Packing up from the night before is getting easier; less food, no water - I am wearing a lot of the clothes I packed... Beyond the thermal underwear, my legs have uniqulo long johns,jeans, thick winter padded overtrousers, three pairs of thin socks and my old lace up timberland boots. These boots are completely unsuitable if it rains badly but the plan is to stick plastic bags over my socks and put them back on. The weather has been kind to me so I hope I won't have to take that option too often. On the top half is thermal vest, uniqulo long sleeved heattech vest, an old red and black flannel shirt, an occasional thick jumper to wear inside the tent and when riding, my Hein Gericke double lined cordura jacket and if cold or wet on the road my new rain jacket which was a birthday present along with the hiking tent from my dear wife.

I calmly assembled stowed and arranged everything neatly,with no hurry. Breakfast, a cheese roll and half a carton of grapefruit juice and off. The choice for the route was either the nearer and prettier road over the mountains into Norway via Sweden or a little further up via Finland. Sweden won and I didn't regret it as it was the most stunningly beautiful day of the journey, punctuated with long stretches of stones to ride over as the roads are constantly damaged by the winter, summer the only time they can be repaired. The long days promote obscenely fast growth here, freshly unravel so fat you can almost see it happen. Tiny tree seedlings pushing through the soft sphagnum mossy cushions in unbelievably high density. I saw a water vole, or he spotted me first and shot into his nest in the icy stream.

Three hundred miles that day, two petrol stops looking for WiFi as well, no joy. Statoil offer WiFi, not free as I was led to believe... I buy some food at the Coop, a Scandinavian variant of our beloved institution. The town is busy strip mining a mountain, on the other side a newly installed ski lift, pinned onto the freshly mined surface. Little of nature remains here, neat traffic speed bumps and tower blocks with tiny square windows. A young Norwegian coos at the infant he left tucked into the back seat of his porsche and roars away from the Coop. The disgruntled pensioner kicks his leg, almost hitting the saddle and rides out of this last Swedish town.

Lunch, pull over on the mountain, sit on a warm rock next to a thick slab of dirty snow, watching the steady flow of camper vans hissing past me. Some wave at me, I wave back. Waving happens away from cities, bikers do it as a matter of genuine courtesy. It happens all over the world, like graffiti.... I suppose to reassure the originator that he or she actually exists.

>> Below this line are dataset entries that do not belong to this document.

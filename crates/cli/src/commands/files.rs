use clap::Args;
use efiling_core::auth::StaticTokenAuthenticator;
use efiling_core::config::AppConfig;
use efiling_core::domain::file::EfilingFile;
use efiling_core::geography::{GeographyFilterBuilder, ScopeRequest, ScopeResolution};
use efiling_db::{DbPool, SqlFileRepository, SqlGeographyDirectory};
use secrecy::SecretString;
use serde::Serialize;

use crate::commands::{classify, with_database, CommandFailure, CommandResult};

#[derive(Debug, Clone, Args)]
pub struct FilesArgs {
    #[arg(long, help = "Restrict the listing to the caller's jurisdiction")]
    pub scoped: bool,
    #[arg(long, help = "Service token identifying the caller (see auth.service_tokens)")]
    pub token: Option<String>,
}

#[derive(Debug, Serialize)]
struct FilesOutput {
    scoped_to: Option<i64>,
    files: Vec<EfilingFile>,
}

pub fn run(args: FilesArgs) -> CommandResult {
    match with_database("files", |config, pool| list(config, pool, args)) {
        Ok(output) => {
            let message = match output.scoped_to {
                Some(user_id) => format!("{} file(s) visible to user {user_id}", output.files.len()),
                None => format!("{} file(s), unscoped", output.files.len()),
            };
            CommandResult::success_with_data("files", message, &output)
        }
        Err(failure) => failure,
    }
}

async fn list(config: AppConfig, pool: DbPool, args: FilesArgs) -> Result<FilesOutput, CommandFailure> {
    let builder = GeographyFilterBuilder::new(
        StaticTokenAuthenticator::from_config(&config.auth),
        SqlGeographyDirectory::new(pool.clone()),
    );
    let request = ScopeRequest {
        apply_geography: args.scoped,
        credential: args.token.map(SecretString::from),
    };

    let resolution = builder.resolve_scope(&request).await.map_err(classify)?;
    let scoped_to = match &resolution {
        ScopeResolution::Unscoped => None,
        ScopeResolution::Scoped { caller, .. } => Some(caller.user_id.0),
    };

    let files = SqlFileRepository::new(pool)
        .list_visible(&resolution.filter())
        .await
        .map_err(|error| classify(error.into()))?;

    Ok(FilesOutput { scoped_to, files })
}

The train with three carriages passes in the other direction, the snow above and below us,the frozen lakes below that, the dwindling trees now little bushes and spindles of silver birch poking up through the moss, the snow covered mountains and the high cloud crowning it all... this happening all at once in the intense low sunlight, all without any of us making it happen.

Time to stop, a slow day, three hundred and sixty miles to Nordkapp, I need a shower badly and pull into a campsite high on a hillside, paying the lady her little wooden hut.

It's still bright at eleven o'clock so I take a stroll up the mountain, return to watch two episodes of the twilight zone and some of Tarkovsky's film Stalker, a puzzling work, only a third seen so far.